• Directions for this task
Gather, from the listing beneath this task, every line holding the string "distance".

• Data provided
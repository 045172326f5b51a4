// src/identification.rs
//! Sensor identification over the audio jack.
//!
//! The probe sequence drives the two output channels at four amplitude
//! combinations and measures the demodulated response to each. The four
//! averages form a fingerprint that is matched against known references.
use std::sync::atomic::{AtomicBool, Ordering};
use std::sync::{Arc, Mutex, MutexGuard};
use std::thread::{self, ThreadId};
use log::{debug, info, warn};
use crate::config::{IdentificationConfig, ReferenceFingerprint};
use crate::drivers::{Channel, SenseError, WaveType};
use crate::engine::SignalEngine;
use crate::session::AudioSession;
use crate::types::{EngineEvent, ProbeTrial, SensorFingerprint, SensorType};

pub const LEFT_BIT_ONE_AMPLITUDE: f64 = 1.0;
pub const LEFT_BIT_ZERO_AMPLITUDE: f64 = 0.2;
pub const RIGHT_BIT_ONE_AMPLITUDE: f64 = 1.0;
pub const RIGHT_BIT_ZERO_AMPLITUDE: f64 = 0.0;

/// Drive levels `(left, right)` for one trial.
pub fn probe_amplitudes(trial: ProbeTrial) -> (f64, f64) {
    let left = if trial.left_bit() {
        LEFT_BIT_ONE_AMPLITUDE
    } else {
        LEFT_BIT_ZERO_AMPLITUDE
    };
    let right = if trial.right_bit() {
        RIGHT_BIT_ONE_AMPLITUDE
    } else {
        RIGHT_BIT_ZERO_AMPLITUDE
    };
    (left, right)
}

/// Nearest reference within `threshold`, or `Unknown`.
pub fn classify(
    fingerprint: &SensorFingerprint,
    references: &[ReferenceFingerprint],
    threshold: f64,
) -> SensorType {
    references
        .iter()
        .map(|r| (r.sensor, fingerprint.distance(&r.fingerprint)))
        .filter(|(_, distance)| *distance <= threshold)
        .min_by(|a, b| a.1.total_cmp(&b.1))
        .map(|(sensor, _)| sensor)
        .unwrap_or(SensorType::Unknown)
}

/// Receiver of identification progress. Only `did_recognize_sensor` is required.
pub trait IdentificatorDelegate {
    fn did_recognize_sensor(&mut self, sensor: SensorType);
    fn did_obtain_trial_amplitude(&mut self, _trial: ProbeTrial, _amplitude: f64) {}
    fn did_obtain_fingerprint(&mut self, _fingerprint: &SensorFingerprint) {}
    /// `true` when the output is held below the level the probes need.
    fn did_recognize_device_volume_limit_state(&mut self, _limited: bool) {}
    fn did_recognize_device_microphone_level(&mut self, _level: f32) {}
    /// Answer with `user_granted_permission_to_switch_to_eu` or
    /// `user_prohibited_permission_to_switch_to_eu`.
    fn ask_to_grant_permission_to_switch_to_eu(&mut self) {}
}

#[derive(Clone, Copy, Debug, PartialEq, Eq)]
pub enum IdentificationState {
    Idle,
    Probing(ProbeTrial),
    AwaitingPermission(ProbeTrial),
    Classifying,
}

/// How a call into the protocol returned control to the caller.
#[derive(Clone, Copy, Debug, PartialEq, Eq)]
pub enum IdentificationOutcome {
    Recognized(SensorType),
    /// Suspended until the user answers the volume permission request.
    PermissionRequired,
    /// The user refused the volume switch; no classification was made.
    Declined,
    Aborted,
}
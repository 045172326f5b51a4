// src/drivers/mod.rs
// Signal-path building blocks shared by the engine and the identification protocol
pub mod error;
pub mod fft;
pub mod impulse;
pub mod loopback;
pub mod source;
pub mod waveform;
// Re-export the types callers need without reaching into submodules
pub use error::SenseError;
pub use fft::{DemodOutput, DemodResult, FftDemodulator, NoiseBaseline, SignalMax};
pub use impulse::{ImpulseDetector, ImpulseReading};
pub use loopback::{LoopbackDriver, SensorModel};
pub use source::{AudioDriver, ManualDriver, RenderCallback, StereoBuffer, StreamFormat};
pub use waveform::{
    buffers_for_delay, optimize_frequency, Channel, ChannelConfig, ScheduledChange, WaveType,
};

• Output
        .map(|r| (r.sensor, fingerprint.distance(&r.fingerprint)))
        .filter(|(_, distance)| *distance <= threshold)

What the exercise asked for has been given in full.